WORK ITEM ▸ In the records below, find each line holding the word "WeatherProvider" and copy it.

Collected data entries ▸
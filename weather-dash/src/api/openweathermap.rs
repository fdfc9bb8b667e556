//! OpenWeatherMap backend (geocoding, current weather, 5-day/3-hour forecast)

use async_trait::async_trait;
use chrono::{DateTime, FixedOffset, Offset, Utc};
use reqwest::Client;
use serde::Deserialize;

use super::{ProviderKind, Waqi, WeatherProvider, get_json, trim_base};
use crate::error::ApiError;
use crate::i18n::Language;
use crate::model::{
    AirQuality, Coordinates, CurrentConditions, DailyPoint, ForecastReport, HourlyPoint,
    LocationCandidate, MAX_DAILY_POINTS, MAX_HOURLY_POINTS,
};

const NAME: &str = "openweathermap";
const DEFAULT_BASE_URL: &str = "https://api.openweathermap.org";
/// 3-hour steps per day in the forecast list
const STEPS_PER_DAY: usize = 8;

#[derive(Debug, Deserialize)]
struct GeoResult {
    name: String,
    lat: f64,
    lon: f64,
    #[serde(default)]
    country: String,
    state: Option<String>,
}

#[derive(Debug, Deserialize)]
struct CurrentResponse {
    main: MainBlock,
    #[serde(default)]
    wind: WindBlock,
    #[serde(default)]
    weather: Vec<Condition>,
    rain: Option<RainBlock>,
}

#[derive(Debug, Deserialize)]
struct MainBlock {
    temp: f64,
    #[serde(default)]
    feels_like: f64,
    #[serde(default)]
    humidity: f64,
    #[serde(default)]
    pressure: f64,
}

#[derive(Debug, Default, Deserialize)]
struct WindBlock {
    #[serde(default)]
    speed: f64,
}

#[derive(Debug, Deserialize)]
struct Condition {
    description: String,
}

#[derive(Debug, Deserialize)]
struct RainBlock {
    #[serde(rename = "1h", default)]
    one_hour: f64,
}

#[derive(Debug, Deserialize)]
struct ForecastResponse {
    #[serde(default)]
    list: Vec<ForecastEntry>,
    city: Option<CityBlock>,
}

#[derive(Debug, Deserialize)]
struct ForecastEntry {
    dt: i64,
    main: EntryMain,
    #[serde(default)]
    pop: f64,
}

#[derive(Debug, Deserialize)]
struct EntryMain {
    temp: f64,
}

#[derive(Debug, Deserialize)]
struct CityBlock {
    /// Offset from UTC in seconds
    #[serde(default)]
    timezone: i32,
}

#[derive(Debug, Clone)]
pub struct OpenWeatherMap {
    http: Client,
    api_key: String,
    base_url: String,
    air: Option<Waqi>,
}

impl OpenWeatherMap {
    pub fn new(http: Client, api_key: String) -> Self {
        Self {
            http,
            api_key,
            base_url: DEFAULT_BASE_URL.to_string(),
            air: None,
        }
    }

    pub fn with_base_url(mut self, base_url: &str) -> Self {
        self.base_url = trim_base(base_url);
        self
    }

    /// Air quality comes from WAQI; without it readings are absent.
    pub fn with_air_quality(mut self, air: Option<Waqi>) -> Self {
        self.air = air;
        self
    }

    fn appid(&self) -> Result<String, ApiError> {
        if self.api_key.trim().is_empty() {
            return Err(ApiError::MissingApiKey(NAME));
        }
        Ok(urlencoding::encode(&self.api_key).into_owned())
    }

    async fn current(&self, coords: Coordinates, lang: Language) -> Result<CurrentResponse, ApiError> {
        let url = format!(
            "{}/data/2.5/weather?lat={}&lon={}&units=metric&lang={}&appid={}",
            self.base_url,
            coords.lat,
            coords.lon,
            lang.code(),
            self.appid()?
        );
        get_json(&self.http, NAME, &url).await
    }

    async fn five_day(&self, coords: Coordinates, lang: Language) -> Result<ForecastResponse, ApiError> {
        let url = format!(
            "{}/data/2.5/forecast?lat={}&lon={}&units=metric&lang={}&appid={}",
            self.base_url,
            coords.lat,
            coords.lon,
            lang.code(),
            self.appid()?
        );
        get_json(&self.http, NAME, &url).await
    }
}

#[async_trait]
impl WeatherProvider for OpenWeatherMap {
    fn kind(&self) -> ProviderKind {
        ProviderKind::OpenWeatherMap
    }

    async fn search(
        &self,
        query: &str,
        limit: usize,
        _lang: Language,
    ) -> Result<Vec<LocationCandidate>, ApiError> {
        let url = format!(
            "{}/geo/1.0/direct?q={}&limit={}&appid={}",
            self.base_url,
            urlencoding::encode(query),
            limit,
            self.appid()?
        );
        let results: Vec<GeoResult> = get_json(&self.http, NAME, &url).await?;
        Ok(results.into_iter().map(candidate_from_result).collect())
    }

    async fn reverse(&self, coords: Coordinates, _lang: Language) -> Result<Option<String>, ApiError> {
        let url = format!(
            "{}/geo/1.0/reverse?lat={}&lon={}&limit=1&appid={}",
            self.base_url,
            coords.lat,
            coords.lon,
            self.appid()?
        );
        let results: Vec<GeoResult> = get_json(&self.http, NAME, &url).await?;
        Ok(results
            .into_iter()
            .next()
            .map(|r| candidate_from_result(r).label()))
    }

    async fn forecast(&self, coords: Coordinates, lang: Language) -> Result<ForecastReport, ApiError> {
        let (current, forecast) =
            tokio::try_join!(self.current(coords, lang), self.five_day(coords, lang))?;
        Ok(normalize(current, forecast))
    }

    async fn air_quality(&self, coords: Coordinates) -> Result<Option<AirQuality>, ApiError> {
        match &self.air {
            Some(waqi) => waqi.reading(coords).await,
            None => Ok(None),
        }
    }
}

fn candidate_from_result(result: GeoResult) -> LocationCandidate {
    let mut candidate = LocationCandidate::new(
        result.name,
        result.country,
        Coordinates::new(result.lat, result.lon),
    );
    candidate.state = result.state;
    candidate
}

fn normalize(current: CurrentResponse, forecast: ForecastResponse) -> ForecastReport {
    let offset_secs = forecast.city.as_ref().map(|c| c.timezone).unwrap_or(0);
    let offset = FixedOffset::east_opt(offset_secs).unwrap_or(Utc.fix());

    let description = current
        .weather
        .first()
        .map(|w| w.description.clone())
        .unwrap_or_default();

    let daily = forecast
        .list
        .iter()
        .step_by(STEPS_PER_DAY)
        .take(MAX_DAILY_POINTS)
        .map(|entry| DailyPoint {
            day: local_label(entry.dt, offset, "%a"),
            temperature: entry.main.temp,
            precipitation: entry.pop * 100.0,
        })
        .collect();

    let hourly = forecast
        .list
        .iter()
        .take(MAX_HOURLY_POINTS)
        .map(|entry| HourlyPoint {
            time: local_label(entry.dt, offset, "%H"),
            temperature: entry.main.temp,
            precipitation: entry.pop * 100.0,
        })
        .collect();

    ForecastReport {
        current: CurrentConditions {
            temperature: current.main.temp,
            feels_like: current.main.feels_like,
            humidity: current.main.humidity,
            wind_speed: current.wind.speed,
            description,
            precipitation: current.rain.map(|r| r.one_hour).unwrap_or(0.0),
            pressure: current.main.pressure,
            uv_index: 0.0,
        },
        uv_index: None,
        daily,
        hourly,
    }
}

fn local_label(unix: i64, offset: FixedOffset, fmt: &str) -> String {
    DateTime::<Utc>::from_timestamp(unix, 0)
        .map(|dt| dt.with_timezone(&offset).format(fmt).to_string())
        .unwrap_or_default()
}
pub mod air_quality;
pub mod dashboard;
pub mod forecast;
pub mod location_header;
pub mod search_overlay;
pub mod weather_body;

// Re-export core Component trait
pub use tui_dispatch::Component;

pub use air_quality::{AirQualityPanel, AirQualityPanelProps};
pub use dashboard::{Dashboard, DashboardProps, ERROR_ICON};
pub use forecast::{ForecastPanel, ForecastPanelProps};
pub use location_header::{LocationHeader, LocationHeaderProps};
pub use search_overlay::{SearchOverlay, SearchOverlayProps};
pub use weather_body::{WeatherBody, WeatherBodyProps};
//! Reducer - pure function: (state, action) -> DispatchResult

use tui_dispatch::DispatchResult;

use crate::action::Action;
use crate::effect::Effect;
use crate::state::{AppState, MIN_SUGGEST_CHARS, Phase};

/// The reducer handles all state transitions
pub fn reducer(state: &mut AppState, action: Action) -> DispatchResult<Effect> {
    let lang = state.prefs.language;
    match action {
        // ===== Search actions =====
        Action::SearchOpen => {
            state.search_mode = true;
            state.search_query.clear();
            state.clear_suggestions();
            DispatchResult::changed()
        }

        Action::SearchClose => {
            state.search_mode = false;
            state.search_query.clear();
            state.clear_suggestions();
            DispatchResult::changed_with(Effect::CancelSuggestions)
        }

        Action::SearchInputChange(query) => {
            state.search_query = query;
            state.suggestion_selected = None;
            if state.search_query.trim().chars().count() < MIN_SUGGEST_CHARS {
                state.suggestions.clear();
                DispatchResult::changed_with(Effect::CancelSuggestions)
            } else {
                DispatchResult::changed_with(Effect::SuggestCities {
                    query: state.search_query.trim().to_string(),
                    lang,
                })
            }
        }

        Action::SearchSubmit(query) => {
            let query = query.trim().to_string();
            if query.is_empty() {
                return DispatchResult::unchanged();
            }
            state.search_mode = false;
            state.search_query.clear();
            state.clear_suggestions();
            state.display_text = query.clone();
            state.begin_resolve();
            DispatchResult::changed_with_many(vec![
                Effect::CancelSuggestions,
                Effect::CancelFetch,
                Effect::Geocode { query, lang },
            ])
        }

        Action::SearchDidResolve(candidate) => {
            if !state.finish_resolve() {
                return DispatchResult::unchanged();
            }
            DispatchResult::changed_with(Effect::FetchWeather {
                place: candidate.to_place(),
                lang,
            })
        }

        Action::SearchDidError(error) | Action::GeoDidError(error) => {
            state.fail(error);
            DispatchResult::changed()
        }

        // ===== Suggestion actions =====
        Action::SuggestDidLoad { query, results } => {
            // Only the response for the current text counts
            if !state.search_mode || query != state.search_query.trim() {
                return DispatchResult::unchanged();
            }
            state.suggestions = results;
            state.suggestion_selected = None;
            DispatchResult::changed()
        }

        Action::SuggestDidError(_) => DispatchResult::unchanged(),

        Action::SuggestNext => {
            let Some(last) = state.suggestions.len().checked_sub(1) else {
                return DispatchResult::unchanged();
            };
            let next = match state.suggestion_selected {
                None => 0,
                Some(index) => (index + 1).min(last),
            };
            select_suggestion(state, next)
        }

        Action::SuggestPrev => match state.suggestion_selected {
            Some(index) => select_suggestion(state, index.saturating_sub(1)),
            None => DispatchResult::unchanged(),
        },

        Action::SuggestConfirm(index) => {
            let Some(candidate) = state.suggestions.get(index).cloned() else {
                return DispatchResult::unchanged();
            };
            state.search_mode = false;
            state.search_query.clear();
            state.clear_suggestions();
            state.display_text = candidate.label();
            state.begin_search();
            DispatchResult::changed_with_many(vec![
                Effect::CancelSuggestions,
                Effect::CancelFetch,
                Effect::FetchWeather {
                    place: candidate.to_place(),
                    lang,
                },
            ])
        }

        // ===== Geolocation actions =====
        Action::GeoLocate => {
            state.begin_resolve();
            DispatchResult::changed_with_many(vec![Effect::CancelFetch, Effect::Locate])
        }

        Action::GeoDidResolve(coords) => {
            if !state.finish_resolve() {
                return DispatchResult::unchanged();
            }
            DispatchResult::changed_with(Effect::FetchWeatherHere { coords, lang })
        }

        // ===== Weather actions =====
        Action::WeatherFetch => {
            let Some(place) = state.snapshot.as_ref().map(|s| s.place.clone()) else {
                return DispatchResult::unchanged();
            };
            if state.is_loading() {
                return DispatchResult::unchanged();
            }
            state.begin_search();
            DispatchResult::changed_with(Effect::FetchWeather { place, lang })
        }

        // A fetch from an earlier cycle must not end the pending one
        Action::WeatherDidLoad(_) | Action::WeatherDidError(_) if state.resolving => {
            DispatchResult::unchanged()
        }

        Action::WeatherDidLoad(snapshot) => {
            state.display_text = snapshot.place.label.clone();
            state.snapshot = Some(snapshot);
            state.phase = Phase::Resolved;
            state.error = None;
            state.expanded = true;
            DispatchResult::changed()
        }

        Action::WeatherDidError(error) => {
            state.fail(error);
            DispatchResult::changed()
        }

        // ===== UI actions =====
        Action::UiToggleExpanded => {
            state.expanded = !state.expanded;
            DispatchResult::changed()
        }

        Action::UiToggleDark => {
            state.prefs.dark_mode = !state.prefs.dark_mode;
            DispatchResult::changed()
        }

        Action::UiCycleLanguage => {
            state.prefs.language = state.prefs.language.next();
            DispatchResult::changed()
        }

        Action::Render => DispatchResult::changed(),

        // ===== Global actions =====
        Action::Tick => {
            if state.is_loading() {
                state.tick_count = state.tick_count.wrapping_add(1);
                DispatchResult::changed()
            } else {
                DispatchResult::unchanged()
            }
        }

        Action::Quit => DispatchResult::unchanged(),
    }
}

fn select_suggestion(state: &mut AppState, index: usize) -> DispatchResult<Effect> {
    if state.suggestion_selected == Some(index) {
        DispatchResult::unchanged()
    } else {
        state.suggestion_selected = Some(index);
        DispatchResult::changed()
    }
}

WRITTEN ANSWER ▸
use super::{ProviderKind, Waqi, WeatherProvider, get_json, trim_base};
impl WeatherProvider for OpenWeatherMap {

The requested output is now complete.